YOUR INSTRUCTIONS.
For each line in the data below that has the word "derive", copy that line.

──────── RECORD EXTRACTS

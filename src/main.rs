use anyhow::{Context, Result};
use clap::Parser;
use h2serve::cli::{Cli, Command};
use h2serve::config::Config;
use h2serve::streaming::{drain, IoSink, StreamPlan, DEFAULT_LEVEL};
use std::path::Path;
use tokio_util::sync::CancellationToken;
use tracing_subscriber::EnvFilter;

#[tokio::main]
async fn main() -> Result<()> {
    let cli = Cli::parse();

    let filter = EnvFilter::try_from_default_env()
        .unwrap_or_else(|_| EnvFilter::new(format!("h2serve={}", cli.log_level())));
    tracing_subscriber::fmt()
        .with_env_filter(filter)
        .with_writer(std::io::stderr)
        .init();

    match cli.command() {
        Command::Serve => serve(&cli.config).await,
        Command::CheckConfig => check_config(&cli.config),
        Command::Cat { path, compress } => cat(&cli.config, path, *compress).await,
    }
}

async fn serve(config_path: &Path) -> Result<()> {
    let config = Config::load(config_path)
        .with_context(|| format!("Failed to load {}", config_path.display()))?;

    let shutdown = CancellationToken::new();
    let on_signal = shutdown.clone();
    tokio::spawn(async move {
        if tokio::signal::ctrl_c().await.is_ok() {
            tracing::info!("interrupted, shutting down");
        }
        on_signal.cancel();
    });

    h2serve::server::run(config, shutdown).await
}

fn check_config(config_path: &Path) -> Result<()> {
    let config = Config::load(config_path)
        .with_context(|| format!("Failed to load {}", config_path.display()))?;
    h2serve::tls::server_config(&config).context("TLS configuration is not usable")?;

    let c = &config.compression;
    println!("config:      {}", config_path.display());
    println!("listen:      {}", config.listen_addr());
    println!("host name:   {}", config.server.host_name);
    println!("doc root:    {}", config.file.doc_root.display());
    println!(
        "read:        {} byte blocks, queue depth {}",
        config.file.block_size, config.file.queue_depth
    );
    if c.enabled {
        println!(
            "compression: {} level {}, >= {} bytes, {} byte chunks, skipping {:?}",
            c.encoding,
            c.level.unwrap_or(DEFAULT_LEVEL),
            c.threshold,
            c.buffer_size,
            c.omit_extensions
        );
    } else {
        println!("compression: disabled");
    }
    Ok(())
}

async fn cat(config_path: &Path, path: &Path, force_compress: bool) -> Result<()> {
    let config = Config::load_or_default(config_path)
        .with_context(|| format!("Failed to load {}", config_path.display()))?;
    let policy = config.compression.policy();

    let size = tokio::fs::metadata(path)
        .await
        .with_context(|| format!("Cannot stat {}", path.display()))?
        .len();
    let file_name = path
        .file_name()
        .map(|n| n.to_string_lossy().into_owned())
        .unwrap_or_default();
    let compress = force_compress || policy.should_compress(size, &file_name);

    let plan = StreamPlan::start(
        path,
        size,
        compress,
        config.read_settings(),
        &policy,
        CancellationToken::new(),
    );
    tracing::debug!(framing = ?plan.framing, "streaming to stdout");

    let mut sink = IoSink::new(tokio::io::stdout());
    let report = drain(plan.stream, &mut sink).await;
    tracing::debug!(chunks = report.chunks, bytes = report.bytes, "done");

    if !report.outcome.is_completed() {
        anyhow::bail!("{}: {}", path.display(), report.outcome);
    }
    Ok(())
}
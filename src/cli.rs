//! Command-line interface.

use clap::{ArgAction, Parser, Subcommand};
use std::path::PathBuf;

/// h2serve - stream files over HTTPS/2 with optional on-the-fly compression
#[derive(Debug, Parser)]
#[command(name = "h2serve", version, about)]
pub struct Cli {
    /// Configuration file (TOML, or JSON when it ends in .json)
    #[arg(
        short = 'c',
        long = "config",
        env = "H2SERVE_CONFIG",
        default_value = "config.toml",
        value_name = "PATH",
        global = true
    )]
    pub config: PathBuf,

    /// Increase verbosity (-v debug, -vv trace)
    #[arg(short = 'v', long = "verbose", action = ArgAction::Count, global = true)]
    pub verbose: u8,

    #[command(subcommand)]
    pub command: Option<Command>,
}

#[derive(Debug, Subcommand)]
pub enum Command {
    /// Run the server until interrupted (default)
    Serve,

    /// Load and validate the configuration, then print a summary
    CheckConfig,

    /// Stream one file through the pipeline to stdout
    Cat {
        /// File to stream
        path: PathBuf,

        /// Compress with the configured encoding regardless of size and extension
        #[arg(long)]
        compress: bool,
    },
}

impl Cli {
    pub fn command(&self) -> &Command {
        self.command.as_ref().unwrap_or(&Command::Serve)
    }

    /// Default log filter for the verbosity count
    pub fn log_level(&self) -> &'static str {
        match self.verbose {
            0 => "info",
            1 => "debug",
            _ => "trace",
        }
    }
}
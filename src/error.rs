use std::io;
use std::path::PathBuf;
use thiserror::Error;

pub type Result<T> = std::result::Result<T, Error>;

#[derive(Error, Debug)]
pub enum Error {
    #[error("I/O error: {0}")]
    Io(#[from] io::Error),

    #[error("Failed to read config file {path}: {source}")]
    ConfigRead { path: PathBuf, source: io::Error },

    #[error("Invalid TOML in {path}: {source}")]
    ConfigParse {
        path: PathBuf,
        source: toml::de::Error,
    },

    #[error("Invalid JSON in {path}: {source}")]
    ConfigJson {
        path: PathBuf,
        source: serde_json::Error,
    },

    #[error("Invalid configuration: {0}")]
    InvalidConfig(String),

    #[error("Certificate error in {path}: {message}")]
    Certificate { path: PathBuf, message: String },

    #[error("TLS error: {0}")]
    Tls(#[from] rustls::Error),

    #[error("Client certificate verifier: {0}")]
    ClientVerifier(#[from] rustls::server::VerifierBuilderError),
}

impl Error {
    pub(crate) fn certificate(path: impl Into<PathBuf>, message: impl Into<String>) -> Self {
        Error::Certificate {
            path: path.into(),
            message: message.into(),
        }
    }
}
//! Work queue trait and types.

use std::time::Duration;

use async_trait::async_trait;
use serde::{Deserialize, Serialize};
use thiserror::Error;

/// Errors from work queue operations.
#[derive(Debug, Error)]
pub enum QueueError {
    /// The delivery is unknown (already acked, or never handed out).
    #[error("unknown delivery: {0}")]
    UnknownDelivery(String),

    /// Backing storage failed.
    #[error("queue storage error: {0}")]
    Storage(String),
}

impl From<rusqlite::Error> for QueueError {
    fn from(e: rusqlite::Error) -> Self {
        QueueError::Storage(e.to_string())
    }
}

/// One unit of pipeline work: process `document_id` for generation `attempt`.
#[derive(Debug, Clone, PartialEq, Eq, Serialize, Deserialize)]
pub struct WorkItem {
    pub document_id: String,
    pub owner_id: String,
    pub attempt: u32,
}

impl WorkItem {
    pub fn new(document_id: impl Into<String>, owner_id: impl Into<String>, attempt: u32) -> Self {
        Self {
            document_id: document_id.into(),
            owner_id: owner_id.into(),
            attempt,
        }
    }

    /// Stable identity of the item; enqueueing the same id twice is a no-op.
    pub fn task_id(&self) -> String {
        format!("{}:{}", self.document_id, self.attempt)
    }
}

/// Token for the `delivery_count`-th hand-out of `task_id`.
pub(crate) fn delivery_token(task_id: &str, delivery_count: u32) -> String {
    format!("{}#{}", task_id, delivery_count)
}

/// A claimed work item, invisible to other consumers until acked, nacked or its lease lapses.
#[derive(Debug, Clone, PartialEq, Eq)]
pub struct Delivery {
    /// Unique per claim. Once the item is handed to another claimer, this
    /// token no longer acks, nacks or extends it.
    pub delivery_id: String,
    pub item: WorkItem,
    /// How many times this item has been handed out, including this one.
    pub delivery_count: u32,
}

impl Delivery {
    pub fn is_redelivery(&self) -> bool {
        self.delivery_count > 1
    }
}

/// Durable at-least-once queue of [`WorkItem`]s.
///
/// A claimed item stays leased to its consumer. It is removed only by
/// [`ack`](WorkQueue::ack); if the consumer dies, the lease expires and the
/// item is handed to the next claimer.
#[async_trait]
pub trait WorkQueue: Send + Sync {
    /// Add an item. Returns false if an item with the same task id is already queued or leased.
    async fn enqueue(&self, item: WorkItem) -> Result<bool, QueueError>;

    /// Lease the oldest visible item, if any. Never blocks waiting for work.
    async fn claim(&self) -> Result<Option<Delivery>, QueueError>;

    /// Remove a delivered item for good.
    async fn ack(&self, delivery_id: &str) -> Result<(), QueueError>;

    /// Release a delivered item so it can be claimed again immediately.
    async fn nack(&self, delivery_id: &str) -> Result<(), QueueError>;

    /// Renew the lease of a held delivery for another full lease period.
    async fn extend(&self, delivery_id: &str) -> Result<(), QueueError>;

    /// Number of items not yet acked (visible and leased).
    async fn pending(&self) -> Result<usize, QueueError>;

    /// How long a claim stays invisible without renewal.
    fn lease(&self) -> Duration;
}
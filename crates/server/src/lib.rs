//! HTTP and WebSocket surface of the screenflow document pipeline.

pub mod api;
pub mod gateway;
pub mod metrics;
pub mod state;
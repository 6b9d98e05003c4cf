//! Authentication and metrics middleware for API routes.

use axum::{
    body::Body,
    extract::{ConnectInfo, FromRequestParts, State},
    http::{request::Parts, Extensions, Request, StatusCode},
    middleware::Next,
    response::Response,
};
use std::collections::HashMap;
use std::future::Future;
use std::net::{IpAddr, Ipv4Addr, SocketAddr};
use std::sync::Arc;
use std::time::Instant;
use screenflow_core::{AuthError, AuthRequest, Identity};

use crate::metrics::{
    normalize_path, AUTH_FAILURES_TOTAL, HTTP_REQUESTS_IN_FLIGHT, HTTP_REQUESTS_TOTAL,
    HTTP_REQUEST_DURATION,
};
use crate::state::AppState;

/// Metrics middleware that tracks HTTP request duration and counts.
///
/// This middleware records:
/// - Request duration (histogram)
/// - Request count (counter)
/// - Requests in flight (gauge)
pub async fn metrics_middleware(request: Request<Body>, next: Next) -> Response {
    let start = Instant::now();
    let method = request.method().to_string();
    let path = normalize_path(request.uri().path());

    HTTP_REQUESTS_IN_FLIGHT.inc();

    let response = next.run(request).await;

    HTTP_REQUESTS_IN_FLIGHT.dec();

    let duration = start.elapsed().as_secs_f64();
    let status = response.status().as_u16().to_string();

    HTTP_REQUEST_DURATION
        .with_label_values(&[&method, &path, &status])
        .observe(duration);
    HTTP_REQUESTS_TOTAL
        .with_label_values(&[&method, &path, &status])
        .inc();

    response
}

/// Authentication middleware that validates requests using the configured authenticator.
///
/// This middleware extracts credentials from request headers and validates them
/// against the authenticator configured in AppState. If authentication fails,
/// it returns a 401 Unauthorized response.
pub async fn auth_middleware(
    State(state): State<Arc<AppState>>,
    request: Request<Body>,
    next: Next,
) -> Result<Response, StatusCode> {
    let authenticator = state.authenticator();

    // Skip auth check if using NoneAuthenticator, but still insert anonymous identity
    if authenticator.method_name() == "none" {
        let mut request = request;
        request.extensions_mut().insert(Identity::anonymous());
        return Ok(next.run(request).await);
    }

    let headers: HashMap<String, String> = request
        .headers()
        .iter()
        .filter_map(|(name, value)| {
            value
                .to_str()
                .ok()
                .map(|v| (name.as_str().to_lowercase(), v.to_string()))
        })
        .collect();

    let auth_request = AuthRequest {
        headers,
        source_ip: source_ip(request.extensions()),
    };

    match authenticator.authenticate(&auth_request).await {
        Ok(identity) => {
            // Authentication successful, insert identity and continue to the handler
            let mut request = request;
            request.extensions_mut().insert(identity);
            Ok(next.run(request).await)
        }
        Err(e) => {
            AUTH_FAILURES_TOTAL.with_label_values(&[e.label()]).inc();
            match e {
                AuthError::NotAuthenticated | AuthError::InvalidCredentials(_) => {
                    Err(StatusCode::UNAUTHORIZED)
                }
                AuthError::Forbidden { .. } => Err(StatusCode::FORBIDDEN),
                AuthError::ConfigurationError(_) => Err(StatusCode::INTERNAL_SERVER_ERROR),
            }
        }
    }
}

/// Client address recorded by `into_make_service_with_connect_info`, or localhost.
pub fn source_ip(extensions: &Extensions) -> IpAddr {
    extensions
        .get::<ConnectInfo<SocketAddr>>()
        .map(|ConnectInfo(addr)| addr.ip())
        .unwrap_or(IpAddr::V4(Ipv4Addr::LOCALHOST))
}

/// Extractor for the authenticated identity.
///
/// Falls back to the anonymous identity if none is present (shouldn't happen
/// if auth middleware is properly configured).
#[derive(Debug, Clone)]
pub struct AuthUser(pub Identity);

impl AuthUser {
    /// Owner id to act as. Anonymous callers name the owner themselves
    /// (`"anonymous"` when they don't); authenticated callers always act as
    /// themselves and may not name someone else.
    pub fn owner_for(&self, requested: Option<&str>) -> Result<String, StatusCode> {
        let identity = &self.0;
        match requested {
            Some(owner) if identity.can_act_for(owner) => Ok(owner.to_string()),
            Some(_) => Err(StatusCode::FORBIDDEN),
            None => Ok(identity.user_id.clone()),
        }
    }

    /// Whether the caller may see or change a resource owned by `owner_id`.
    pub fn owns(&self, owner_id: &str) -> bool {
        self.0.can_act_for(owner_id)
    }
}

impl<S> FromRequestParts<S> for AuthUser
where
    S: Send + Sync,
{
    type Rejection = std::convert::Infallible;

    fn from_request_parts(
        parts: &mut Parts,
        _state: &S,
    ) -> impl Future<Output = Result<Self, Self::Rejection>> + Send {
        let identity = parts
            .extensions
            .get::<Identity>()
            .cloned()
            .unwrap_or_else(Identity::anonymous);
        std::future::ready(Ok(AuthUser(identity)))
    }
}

────────────────

SOLUTION FOR THIS EXERCISE.
#[derive(Debug, Parser)]
#[derive(Debug, Subcommand)]
#[derive(Error, Debug)]
#[derive(Debug, Error)]
#[derive(Debug, Clone, PartialEq, Eq, Serialize, Deserialize)]
#[derive(Debug, Clone, PartialEq, Eq)]
#[derive(Debug, Clone)]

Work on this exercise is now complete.